Мне уже к тому времени доводилось слышать мотивы подобного рода, поэтому я смотрел на Кешу со скучным ожесточением. Вероятно, он это почувствовал. Его лицо, и до того красное — он был гипертоником, — сейчас стало угрожающе сизым.
— Ты как себе, интересно, представляешь: захотел следователь и посадил, да? Захотел и дал в рыло?.. Пешка он, следователь, понимаешь! Ноль без палочки. У него приказ есть, он исполняет. Ты бы служил, и ты б исполнял.
— Я не служил, — сказал я.
— А другие служили, — сказал Кеша. — У тебя есть выпить?
Я налил ему полстакана водки, налил себе, но пить не стал, он этого не заметил.

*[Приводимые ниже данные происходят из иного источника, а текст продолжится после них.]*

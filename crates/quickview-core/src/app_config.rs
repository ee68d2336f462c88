use crate::rule::AutoAddRule;

#[derive(Debug, Clone, PartialEq, Eq)]
pub enum Environment {
    Development,
    Test,
    Production,
}

impl std::fmt::Display for Environment {
    fn fmt(&self, f: &mut std::fmt::Formatter<'_>) -> std::fmt::Result {
        match self {
            Environment::Development => write!(f, "development"),
            Environment::Test => write!(f, "test"),
            Environment::Production => write!(f, "production"),
        }
    }
}

/// Settings supplied by the embedding storefront page.
#[derive(Debug, Clone)]
pub struct AppConfig {
    /// `Production` requires an `https` store URL.
    pub env: Environment,
    /// Store root, e.g. `"https://shop.example.com"`.
    pub store_url: String,
    /// Default `tracing` filter directive; `RUST_LOG` overrides it.
    pub log_level: String,
    pub currency: String,
    pub companion_handle: String,
    pub rule_color: String,
    pub rule_size: String,
    pub request_timeout_secs: u64,
    pub user_agent: String,
    /// Retries for product lookups only. Cart adds are never retried.
    pub max_retries: u32,
    pub retry_backoff_base_secs: u64,
}

impl AppConfig {
    #[must_use]
    pub fn auto_add_rule(&self) -> AutoAddRule {
        AutoAddRule::new(&self.companion_handle, &self.rule_color, &self.rule_size)
    }
}
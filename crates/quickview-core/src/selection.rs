use std::collections::BTreeMap;

use serde::{Deserialize, Serialize};

use crate::products::Product;

/// The shopper's current pick, one value per axis index.
///
/// Owned by a single popup session. Normally fully populated (see
/// [`SelectionState::defaults`]); an axis can only go missing through
/// [`SelectionState::clear`].
#[derive(Debug, Clone, Default, PartialEq, Eq, Serialize, Deserialize)]
pub struct SelectionState {
    values: BTreeMap<usize, String>,
}

impl SelectionState {
    /// First value of every axis, the state of a freshly opened popup.
    #[must_use]
    pub fn defaults(product: &Product) -> Self {
        let values = product
            .axes()
            .iter()
            .enumerate()
            .filter_map(|(idx, axis)| axis.values.first().map(|v| (idx, v.clone())))
            .collect();
        Self { values }
    }

    /// Builds a selection from values listed in axis order.
    #[must_use]
    pub fn from_values<I, S>(values: I) -> Self
    where
        I: IntoIterator<Item = S>,
        S: Into<String>,
    {
        Self {
            values: values
                .into_iter()
                .enumerate()
                .map(|(idx, v)| (idx, v.into()))
                .collect(),
        }
    }

    #[must_use]
    pub fn get(&self, axis: usize) -> Option<&str> {
        self.values.get(&axis).map(String::as_str)
    }

    pub fn set(&mut self, axis: usize, value: impl Into<String>) {
        self.values.insert(axis, value.into());
    }

    pub fn clear(&mut self, axis: usize) {
        self.values.remove(&axis);
    }

    #[must_use]
    pub fn len(&self) -> usize {
        self.values.len()
    }

    #[must_use]
    pub fn is_empty(&self) -> bool {
        self.values.is_empty()
    }
}
//! Store origin validation.

use reqwest::Url;

use crate::error::StorefrontError;

/// Reduces a configured store URL to its scheme+host origin.
///
/// Given `"https://shop.example.com/collections/all"`, returns
/// `https://shop.example.com/`, so the AJAX endpoints are always addressed
/// from the store root no matter which page the URL was copied from.
///
/// # Errors
///
/// Returns [`StorefrontError::InvalidStoreUrl`] if the URL does not parse,
/// is not `http`/`https`, or has no host.
pub fn store_origin(store_url: &str) -> Result<Url, StorefrontError> {
    let invalid = |reason: String| StorefrontError::InvalidStoreUrl {
        store_url: store_url.to_owned(),
        reason,
    };

    let parsed = Url::parse(store_url.trim()).map_err(|e| invalid(e.to_string()))?;
    if !matches!(parsed.scheme(), "http" | "https") {
        return Err(invalid(format!("unsupported scheme \"{}\"", parsed.scheme())));
    }
    if parsed.host_str().is_none() {
        return Err(invalid("missing host".to_owned()));
    }

    Url::parse(&parsed.origin().ascii_serialization()).map_err(|e| invalid(e.to_string()))
}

— А порядка больше было, — сказал Кеша. — Народу власть нужна. Крепкая. Чтоб был авторитет. Наш мужик без этого не может. И работяга — не может.
— А ты? — спросил я.
— Что я?
— А ты можешь?
— И я не могу. Поумней нас люди есть. Они приставлены к этому делу — думать в государственном масштабе. Плесни еще.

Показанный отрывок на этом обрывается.